_Exercise instructions_
Check every line of the data for the string "CreateSiteDto" and copy the ones that have it.

Dataset records: Begin

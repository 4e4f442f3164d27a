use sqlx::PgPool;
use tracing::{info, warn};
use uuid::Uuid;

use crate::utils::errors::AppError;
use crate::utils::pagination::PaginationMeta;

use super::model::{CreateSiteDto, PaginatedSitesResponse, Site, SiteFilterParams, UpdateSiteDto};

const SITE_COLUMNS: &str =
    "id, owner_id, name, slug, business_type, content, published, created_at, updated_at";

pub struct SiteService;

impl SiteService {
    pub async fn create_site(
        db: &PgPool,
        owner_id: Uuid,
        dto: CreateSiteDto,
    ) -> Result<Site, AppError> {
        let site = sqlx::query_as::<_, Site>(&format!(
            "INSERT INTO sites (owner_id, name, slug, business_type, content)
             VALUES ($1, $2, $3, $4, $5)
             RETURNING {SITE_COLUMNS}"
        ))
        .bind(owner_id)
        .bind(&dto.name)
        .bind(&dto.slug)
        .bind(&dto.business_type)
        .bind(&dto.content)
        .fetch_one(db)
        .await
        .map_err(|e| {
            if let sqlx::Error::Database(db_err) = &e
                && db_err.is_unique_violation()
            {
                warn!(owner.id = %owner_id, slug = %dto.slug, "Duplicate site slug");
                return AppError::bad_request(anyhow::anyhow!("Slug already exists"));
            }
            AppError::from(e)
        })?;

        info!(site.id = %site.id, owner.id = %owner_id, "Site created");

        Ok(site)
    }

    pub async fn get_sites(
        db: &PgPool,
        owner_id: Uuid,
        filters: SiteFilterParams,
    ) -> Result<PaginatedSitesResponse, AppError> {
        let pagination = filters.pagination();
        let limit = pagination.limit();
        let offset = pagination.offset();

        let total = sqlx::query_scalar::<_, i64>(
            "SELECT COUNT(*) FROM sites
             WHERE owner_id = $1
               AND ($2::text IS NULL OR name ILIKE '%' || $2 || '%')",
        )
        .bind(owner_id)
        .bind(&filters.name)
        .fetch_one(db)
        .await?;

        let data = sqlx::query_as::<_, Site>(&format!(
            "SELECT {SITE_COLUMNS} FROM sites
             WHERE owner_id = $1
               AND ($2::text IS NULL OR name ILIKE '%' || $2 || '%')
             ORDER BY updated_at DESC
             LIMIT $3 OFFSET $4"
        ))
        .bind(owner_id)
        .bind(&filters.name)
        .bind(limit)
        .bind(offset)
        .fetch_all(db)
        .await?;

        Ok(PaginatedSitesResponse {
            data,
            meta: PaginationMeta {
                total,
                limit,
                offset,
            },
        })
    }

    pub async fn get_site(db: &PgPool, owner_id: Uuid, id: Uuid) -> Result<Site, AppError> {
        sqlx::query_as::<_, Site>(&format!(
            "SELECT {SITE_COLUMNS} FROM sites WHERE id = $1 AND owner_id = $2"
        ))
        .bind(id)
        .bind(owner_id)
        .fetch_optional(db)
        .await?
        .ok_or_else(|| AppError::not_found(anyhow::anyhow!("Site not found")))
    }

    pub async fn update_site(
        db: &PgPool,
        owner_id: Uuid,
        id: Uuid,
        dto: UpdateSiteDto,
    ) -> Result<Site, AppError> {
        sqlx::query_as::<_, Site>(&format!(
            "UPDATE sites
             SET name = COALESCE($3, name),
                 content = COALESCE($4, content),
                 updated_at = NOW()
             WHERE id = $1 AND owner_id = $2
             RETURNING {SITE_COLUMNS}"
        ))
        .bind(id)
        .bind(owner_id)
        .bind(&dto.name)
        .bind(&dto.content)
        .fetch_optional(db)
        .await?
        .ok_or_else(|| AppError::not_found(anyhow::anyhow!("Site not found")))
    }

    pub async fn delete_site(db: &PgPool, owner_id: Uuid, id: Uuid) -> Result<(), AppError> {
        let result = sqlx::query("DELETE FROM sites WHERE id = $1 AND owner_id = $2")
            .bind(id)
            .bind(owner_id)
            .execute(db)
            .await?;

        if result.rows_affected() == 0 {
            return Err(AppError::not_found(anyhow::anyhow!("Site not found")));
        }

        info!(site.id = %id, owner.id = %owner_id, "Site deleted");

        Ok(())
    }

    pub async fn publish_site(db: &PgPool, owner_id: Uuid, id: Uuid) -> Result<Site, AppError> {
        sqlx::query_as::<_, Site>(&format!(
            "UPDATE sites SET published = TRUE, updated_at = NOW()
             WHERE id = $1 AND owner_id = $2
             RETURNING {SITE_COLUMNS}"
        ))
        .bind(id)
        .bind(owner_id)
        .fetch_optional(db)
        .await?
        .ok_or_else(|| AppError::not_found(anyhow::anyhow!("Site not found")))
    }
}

Dataset records: End

_Response area_
use super::model::{CreateSiteDto, PaginatedSitesResponse, Site, SiteFilterParams, UpdateSiteDto};
        dto: CreateSiteDto,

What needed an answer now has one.